§ GOAL OF THE EXERCISE: Filter the records below down to lines containing "that".

§ RECORDS PROVIDED:

[Start of Attachment]

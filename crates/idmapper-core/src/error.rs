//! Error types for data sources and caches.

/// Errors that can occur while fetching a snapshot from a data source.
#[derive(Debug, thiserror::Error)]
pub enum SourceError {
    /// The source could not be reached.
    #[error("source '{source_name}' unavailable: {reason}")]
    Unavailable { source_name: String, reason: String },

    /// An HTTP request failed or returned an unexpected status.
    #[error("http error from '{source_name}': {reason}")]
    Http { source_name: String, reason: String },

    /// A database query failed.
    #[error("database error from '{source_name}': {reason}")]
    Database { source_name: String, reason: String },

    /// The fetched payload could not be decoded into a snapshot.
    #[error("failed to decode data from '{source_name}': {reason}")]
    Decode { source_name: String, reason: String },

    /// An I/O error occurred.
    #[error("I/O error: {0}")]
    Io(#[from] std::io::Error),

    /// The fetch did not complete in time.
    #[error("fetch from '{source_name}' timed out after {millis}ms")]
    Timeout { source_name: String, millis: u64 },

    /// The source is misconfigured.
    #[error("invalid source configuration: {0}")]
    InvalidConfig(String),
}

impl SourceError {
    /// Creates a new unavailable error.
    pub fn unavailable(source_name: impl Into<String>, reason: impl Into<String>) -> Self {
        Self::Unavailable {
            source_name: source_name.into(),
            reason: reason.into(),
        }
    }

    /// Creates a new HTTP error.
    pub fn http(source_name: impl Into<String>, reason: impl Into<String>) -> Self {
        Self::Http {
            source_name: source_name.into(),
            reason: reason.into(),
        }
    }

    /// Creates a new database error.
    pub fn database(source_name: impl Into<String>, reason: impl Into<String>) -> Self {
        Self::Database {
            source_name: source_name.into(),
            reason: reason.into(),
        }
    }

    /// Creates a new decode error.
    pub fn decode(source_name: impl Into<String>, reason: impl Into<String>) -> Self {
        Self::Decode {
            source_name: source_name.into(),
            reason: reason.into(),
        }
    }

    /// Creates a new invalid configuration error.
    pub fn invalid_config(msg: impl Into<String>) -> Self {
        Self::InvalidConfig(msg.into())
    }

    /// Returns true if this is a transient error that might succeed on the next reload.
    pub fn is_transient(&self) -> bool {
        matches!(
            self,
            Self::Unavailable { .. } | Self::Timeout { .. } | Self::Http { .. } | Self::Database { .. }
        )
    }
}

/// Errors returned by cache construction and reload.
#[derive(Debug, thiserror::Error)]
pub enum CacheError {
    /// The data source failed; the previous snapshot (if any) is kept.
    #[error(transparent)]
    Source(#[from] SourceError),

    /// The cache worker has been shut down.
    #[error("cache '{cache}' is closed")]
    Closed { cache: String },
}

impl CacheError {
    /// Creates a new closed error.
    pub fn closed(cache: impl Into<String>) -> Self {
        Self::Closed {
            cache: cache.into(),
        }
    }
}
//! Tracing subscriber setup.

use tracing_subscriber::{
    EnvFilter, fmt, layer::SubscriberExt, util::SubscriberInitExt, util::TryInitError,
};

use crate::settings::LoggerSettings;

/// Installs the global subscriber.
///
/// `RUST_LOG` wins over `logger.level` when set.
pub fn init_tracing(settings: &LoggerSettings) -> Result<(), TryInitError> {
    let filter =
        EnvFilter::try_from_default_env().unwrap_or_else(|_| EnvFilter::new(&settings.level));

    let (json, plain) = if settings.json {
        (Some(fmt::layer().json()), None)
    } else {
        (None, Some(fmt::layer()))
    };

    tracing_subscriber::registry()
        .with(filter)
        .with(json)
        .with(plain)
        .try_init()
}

[End of Attachment]
[Start of Attachment]

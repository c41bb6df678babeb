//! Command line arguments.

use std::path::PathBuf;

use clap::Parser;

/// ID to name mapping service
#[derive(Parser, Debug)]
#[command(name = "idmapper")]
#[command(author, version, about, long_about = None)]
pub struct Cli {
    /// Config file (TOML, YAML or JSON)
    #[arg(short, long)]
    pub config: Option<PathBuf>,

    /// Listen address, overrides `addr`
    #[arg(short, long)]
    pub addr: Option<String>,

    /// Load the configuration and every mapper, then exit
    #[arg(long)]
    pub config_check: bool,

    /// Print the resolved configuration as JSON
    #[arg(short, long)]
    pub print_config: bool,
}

[End of Attachment]
[Start of Attachment]

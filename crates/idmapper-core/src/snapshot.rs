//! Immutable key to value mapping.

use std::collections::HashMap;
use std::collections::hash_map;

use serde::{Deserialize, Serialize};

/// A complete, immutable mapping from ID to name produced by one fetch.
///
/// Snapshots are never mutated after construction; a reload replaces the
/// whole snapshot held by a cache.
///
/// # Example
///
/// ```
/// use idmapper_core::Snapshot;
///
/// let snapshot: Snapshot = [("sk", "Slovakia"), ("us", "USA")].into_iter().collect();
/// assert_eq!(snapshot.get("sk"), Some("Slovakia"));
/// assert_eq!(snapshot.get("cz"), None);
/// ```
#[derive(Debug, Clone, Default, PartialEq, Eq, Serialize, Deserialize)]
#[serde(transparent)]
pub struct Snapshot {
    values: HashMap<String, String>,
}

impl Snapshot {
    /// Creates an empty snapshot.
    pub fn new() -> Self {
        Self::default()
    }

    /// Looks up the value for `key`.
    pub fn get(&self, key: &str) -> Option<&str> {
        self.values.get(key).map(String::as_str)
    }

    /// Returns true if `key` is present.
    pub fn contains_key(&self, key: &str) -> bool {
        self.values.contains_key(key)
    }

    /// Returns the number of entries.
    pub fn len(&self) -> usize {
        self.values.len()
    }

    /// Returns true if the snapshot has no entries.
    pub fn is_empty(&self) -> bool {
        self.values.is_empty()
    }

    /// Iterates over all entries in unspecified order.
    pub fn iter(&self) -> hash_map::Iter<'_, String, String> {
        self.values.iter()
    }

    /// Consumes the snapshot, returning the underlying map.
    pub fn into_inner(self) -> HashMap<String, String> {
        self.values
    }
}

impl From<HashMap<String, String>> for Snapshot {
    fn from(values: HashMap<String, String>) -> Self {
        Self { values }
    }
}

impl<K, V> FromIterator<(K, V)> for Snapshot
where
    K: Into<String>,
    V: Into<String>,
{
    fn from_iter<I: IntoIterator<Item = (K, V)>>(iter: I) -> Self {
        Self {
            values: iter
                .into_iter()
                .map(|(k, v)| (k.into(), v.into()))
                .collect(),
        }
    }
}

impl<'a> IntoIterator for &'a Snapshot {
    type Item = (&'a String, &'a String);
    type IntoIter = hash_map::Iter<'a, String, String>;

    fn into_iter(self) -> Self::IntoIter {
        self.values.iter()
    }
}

[End of Attachment]

§ WRITTEN ANSWER:
/// Errors that can occur while fetching a snapshot from a data source.
    /// Returns true if this is a transient error that might succeed on the next reload.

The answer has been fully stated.